49. Способ определения токсичности соединения или фактора окружающей среды для системы органов у субъекта, причем указанный способ включает:

а) измерение уровня по меньшей мере одной микроРНК, которой обогащена указанная система органов, в образце биологической жидкости, полученном у субъекта перед воздействием указанного соединения или фактора окружающей среды;

b) измерение уровня нормирующей микроРНК в том же образце биологической жидкости, полученном у субъекта, что и на этапе (а);

c) расчет отношения уровней микроРНК, измеренных на этапах (а) и (b);

d) измерение уровня той же микроРНК, что и на этапе (а) в образце биологической жидкости, взятом у субъекта после воздействия соединения или фактора окружающей среды;

e) измерение уровня той же нормирующей микроРНК, что и на этапе (b) в том же образце биологической жидкости, что и на этапе (d);

f) расчет отношения уровней микроРНК, измеренных на этапах (d) и (е);

g) сравнение отношений уровней микроРНК, рассчитанных на этапах (с) и (f), и

h) (i) определение того, что соединение или фактор окружающей среды не является токсичным для указанной системы органов в случае, когда отношение уровней микроРНК, рассчитанное на этапе (f), не выше, чем соотношение уровней микроРНК, рассчитанное на этапе (с); (ii) определение того, что соединение или фактор окружающей среды токсичны для указанной системы органов в случае, когда отношение уровней микроРНК, рассчитанное на этапе (f), выше, чем соотношение уровней микроРНК, рассчитанное на этапе (с).
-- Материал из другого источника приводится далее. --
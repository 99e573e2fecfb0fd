//! HTTP API layer.
//!
//! - [`server`] - Axum router and handlers
//! - [`types`] - Request/response payloads
//! - [`logs`] - Log broadcaster and SSE stream

pub mod logs;
pub mod server;
pub mod types;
50. Способ по п. 49, отличающийся тем, что нормирующая микроРНК выбрана из группы, состоящей из микроРНК, повсеместно встречающейся в организме, микроРНК, экспрессируемой во многих органах, экспрессия которой, однако, понижена в указанной системе органов, и экспериментально выбранной микроРНК, которой обогащена указанная система органов.

51. Способ по п. 49, отличающийся тем, что микроРНК, которой обогащена система органов, выбрана из микроРНК, перечисленных в Таблицах 1 и 2.

52. Способ по п. 49, отличающийся тем, что:

(1) указанная система органов является нервной системой, а пара микроРНК/нормирующая микроРНК выбрана из микроРНК, перечисленных в Таблице 4, или

(2) указанная система органов является дыхательной системой, а пара микроРНК/нормирующая микроРНК выбрана из микроРНК, перечисленных в Таблице 5, или

(3) указанная система органов является желудочно-кишечным трактом (ЖКТ), а пара микроРНК/нормирующая микроРНК выбрана из микроРНК, перечисленных в Таблице 7.

53. Способ по п. 49, отличающийся тем, что указанная система органов выбрана из группы, состоящей из сердечно-сосудистой системы, опорно-двигательной системы, эндокринной системы, мочеполовой системы и кроветворной системы.

54. Способ по п. 49, отличающийся тем, что указанный способ дополнительно до этапа (а) включает этап получения образца биологической жидкости от указанного субъекта.

55. Способ по п. 49, отличающийся тем, что указанный уровень биомаркера и нормирующей микроРНК определяют с использованием ОТ-ПЦР.

56. Способ по п. 49, отличающийся тем, что до измерения уровней биомаркера и нормирующей микроРНК микроРНК выделяют из указанного образца биологической жидкости.

57. Способ по п. 49, дополнительно включающий этап уменьшения или устранения деградации микроРНК в указанном образце биологической жидкости.

58. Способ по п. 49, отличающийся тем, что указанная биологическая жидкость выбрана из плазмы крови, сыворотки, мочи и слюны.